> **What you need to do**
Go line by line through the entries and show those that hold the string "decoded".

> **Data supplied**
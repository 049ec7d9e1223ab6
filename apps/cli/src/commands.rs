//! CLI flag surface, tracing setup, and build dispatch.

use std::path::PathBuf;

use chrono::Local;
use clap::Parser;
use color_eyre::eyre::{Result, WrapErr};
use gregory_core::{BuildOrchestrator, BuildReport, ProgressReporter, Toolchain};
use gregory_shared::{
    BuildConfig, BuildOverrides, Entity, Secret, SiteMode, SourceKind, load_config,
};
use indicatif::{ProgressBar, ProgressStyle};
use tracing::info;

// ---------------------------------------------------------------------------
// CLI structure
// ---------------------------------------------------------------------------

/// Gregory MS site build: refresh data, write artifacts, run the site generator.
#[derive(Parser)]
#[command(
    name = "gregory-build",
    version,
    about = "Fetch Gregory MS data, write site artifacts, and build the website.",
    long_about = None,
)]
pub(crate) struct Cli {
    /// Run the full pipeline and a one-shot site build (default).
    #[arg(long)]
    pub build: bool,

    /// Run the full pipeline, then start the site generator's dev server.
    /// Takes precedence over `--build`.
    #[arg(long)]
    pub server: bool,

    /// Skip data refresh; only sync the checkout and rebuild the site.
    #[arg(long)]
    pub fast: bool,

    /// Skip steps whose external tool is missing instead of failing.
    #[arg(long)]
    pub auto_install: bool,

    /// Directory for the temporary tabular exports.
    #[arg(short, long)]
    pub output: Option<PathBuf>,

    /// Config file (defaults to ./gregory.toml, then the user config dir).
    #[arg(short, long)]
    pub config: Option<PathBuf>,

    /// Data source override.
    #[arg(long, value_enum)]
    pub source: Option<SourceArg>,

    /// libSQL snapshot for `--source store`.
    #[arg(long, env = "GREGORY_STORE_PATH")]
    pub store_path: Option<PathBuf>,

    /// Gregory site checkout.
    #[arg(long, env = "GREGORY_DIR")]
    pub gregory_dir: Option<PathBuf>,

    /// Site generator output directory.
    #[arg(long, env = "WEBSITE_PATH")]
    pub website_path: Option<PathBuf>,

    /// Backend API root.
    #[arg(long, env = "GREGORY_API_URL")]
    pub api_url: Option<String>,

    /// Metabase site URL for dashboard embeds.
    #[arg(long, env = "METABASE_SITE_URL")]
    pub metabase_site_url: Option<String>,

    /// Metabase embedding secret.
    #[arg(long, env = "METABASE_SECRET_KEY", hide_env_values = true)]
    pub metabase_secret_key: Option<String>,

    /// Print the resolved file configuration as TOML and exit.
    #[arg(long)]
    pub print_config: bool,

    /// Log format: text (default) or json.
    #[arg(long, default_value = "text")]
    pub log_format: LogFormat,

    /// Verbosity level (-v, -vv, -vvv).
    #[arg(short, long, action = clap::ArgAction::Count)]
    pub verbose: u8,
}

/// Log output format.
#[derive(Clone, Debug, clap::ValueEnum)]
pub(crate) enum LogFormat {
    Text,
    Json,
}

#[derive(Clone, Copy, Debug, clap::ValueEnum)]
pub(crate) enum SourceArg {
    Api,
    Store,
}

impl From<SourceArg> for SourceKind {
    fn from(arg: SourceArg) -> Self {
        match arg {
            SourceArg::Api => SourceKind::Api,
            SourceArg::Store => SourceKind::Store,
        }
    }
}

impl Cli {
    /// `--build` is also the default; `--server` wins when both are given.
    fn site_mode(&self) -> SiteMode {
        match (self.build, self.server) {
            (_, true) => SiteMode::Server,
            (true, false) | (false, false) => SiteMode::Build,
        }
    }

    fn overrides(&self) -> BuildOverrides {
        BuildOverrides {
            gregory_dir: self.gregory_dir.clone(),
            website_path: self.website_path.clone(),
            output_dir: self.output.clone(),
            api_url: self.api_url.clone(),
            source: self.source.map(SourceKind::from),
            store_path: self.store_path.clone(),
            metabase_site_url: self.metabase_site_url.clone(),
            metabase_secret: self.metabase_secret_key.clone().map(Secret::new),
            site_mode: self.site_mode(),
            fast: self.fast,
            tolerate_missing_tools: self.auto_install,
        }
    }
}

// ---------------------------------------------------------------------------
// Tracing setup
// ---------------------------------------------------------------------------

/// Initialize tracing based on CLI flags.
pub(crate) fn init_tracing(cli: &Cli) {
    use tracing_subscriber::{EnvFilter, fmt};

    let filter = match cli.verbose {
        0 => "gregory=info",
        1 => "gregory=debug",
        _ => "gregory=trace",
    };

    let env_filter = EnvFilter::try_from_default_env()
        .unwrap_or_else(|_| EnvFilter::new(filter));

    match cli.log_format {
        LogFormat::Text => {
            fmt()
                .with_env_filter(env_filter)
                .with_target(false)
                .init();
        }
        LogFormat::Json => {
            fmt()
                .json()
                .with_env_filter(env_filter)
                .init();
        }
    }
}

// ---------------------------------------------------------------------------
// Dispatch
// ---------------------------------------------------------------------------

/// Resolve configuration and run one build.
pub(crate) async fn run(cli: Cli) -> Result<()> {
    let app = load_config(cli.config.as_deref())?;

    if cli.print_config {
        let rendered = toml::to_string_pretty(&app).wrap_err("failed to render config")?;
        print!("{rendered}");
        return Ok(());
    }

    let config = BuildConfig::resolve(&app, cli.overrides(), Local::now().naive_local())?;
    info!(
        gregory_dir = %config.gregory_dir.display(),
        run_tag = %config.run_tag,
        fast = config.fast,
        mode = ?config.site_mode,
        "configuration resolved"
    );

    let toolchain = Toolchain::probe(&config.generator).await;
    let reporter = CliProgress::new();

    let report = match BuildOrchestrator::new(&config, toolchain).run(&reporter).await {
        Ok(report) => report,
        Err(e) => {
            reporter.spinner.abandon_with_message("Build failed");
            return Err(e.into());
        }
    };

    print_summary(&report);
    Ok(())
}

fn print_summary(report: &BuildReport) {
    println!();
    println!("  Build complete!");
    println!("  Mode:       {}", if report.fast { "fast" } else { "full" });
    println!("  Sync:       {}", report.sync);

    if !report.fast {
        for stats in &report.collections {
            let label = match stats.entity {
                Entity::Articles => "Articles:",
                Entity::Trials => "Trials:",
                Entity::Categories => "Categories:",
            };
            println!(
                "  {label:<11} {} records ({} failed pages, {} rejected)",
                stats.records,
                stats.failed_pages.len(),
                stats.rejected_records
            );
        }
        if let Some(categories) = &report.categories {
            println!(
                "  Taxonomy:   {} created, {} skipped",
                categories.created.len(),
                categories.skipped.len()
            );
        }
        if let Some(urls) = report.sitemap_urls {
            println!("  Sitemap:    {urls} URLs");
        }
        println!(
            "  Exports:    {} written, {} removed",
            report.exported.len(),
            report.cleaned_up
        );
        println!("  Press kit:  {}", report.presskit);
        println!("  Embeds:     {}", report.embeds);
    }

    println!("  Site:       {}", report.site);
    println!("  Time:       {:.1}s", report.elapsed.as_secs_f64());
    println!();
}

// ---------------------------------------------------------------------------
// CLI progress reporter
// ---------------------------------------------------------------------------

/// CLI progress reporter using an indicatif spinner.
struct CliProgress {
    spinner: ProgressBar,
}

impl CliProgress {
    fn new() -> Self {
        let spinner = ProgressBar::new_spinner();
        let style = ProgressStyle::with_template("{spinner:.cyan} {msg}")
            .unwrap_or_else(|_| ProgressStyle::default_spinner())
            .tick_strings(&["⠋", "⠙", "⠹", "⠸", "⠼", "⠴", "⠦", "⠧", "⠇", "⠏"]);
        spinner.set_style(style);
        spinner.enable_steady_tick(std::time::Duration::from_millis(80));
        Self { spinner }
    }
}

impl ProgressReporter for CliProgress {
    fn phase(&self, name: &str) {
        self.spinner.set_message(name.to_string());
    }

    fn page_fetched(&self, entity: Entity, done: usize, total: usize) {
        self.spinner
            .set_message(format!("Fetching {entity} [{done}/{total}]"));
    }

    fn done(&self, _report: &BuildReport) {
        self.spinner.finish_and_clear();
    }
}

---

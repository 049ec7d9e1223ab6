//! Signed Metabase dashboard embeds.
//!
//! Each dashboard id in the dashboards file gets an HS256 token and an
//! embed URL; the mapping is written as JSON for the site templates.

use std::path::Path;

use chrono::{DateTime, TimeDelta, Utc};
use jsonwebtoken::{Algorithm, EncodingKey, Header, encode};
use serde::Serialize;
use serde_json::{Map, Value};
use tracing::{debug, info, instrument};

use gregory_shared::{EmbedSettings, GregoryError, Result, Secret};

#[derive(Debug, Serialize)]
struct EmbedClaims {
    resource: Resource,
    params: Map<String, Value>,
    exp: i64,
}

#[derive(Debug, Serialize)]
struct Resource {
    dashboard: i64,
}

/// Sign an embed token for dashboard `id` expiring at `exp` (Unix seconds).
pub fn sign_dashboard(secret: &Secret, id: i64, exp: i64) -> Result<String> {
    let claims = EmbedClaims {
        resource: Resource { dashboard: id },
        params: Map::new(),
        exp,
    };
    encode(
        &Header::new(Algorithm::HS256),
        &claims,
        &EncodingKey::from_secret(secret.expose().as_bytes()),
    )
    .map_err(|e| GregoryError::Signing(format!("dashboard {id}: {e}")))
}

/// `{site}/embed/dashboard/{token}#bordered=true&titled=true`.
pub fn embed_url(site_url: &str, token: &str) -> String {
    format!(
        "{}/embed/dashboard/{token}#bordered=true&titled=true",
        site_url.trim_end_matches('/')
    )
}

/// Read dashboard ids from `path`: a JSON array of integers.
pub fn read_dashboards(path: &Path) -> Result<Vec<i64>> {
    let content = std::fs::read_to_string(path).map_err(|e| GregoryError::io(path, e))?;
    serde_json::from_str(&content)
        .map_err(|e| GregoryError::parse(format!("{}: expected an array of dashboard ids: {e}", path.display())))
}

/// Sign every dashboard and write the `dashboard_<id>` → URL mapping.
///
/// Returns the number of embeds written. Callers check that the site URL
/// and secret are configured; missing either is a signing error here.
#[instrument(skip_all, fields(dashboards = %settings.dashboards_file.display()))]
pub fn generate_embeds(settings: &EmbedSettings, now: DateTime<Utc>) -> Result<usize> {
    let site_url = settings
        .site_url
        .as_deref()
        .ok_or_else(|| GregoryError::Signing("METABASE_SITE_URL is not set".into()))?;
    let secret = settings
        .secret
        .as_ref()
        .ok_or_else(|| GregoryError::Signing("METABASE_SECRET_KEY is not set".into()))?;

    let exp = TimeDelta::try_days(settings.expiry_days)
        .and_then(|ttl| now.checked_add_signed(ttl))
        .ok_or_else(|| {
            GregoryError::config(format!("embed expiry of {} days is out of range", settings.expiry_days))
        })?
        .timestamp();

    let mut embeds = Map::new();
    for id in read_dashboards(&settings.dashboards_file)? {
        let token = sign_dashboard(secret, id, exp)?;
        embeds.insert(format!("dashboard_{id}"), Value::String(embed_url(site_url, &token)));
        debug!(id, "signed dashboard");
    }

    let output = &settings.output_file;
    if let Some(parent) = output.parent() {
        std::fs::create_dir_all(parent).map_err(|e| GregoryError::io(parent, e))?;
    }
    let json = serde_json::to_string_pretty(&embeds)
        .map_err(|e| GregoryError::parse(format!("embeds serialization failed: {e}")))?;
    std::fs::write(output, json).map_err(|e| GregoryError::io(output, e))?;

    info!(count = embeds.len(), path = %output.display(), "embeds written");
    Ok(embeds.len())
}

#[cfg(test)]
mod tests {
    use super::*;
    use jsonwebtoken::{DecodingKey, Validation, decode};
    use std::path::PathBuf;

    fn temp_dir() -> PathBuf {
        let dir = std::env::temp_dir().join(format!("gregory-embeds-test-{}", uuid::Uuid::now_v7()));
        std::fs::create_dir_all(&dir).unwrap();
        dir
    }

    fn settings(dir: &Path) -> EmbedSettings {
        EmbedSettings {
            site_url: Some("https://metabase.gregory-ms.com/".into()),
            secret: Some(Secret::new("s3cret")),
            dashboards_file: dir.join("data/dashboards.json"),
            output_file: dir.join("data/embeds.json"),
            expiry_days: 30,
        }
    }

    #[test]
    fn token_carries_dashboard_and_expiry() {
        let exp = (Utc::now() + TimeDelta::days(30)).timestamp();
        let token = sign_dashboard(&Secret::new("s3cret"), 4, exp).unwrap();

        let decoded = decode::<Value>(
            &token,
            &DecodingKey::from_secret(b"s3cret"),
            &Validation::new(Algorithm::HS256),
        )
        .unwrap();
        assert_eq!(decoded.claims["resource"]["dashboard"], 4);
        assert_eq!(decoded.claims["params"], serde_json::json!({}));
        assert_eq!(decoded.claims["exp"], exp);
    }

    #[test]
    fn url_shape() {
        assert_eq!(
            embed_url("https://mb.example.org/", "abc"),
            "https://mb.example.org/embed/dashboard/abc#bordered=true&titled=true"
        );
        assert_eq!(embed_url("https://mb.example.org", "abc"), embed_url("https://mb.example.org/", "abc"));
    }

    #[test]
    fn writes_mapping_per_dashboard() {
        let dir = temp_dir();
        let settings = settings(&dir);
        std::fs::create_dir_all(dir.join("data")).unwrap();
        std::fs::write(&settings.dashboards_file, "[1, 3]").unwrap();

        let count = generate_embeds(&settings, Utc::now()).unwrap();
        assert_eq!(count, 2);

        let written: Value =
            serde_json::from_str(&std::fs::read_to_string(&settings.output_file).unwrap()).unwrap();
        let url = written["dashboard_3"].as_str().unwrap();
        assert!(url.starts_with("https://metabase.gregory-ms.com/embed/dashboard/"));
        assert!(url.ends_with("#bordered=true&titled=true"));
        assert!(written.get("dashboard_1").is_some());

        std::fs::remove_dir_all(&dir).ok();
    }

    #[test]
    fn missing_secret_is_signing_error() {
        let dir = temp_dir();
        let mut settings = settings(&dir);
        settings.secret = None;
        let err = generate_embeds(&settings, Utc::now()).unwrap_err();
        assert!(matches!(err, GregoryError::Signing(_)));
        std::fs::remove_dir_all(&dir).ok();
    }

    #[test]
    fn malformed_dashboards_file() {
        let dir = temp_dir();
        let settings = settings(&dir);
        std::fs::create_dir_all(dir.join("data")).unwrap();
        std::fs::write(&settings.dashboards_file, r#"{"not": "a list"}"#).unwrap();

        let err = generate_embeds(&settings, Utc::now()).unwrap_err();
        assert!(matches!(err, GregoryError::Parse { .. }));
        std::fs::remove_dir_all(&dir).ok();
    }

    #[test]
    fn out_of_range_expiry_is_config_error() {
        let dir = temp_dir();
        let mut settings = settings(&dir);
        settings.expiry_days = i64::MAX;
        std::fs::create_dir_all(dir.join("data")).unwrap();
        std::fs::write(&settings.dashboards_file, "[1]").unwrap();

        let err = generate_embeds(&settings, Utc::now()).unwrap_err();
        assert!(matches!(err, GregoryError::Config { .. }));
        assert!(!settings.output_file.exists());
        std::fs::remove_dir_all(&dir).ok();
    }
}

> **Reply**
        let decoded = decode::<Value>(
        assert_eq!(decoded.claims["resource"]["dashboard"], 4);
        assert_eq!(decoded.claims["params"], serde_json::json!({}));
        assert_eq!(decoded.claims["exp"], exp);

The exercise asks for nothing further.